> [YOUR INSTRUCTIONS]
All that is needed is each line of the entries holding the word "Clone", copied as it stands.

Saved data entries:
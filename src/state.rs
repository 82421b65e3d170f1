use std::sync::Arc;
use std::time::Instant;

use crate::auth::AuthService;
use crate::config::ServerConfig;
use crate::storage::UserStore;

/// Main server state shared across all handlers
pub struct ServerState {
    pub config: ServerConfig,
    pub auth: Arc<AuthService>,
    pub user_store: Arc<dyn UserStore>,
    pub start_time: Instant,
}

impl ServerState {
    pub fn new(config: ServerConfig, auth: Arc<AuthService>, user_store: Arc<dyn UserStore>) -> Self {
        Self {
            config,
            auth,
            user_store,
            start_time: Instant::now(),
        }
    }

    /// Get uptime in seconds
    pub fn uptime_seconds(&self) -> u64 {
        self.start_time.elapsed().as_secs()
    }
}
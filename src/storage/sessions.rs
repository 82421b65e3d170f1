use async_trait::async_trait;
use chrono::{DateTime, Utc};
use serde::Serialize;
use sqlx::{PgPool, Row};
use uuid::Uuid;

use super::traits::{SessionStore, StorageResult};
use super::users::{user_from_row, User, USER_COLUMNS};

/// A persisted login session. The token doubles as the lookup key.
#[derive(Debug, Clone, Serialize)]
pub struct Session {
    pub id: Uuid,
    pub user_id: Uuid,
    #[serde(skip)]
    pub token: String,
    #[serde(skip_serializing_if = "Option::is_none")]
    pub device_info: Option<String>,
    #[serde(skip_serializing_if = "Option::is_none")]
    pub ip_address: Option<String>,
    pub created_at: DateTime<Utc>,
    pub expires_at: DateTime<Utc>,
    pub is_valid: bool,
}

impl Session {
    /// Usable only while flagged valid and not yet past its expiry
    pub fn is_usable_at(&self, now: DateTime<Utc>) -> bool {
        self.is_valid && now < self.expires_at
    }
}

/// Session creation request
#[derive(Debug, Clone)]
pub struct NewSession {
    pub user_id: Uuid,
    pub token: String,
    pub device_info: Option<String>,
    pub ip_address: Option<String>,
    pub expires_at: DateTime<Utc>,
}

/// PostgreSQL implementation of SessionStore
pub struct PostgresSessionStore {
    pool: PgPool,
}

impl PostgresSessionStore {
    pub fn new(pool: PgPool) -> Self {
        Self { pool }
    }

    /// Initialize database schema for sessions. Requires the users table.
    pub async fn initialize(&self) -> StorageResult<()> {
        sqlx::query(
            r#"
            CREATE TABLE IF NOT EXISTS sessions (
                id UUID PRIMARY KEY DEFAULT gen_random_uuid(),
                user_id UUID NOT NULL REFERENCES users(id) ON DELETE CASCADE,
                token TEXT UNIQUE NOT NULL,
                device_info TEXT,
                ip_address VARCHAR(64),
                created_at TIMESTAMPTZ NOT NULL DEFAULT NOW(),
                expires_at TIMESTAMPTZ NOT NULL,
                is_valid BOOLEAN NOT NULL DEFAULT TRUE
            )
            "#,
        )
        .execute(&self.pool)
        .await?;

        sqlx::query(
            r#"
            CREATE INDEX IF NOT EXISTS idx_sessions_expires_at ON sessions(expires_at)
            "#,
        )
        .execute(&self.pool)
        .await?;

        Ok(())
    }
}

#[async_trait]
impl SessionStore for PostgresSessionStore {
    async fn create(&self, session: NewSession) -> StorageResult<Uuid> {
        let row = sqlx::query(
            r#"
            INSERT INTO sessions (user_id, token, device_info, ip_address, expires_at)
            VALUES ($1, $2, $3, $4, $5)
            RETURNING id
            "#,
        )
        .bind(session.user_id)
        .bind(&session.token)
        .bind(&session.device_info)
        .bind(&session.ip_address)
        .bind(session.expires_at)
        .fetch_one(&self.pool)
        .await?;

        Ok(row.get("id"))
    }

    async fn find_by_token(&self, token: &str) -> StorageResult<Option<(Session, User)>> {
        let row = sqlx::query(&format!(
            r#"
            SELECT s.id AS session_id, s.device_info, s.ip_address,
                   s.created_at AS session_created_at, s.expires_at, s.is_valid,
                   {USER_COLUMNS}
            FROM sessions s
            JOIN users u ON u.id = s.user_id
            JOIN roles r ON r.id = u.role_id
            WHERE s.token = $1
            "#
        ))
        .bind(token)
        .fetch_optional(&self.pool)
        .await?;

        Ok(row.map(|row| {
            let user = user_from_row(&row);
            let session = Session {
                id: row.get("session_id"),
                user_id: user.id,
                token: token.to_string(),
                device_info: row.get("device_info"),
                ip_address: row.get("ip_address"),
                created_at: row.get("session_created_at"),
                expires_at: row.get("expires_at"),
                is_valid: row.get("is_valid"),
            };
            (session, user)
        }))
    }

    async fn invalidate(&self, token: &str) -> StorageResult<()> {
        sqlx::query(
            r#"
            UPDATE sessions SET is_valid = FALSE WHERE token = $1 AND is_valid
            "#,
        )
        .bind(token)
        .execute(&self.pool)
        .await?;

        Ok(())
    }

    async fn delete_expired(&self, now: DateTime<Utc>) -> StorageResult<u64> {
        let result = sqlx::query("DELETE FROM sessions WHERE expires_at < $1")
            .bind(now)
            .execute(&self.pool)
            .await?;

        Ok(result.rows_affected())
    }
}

> [EXERCISE OUTPUT]
#[derive(Debug, Clone, Serialize)]
#[derive(Debug, Clone)]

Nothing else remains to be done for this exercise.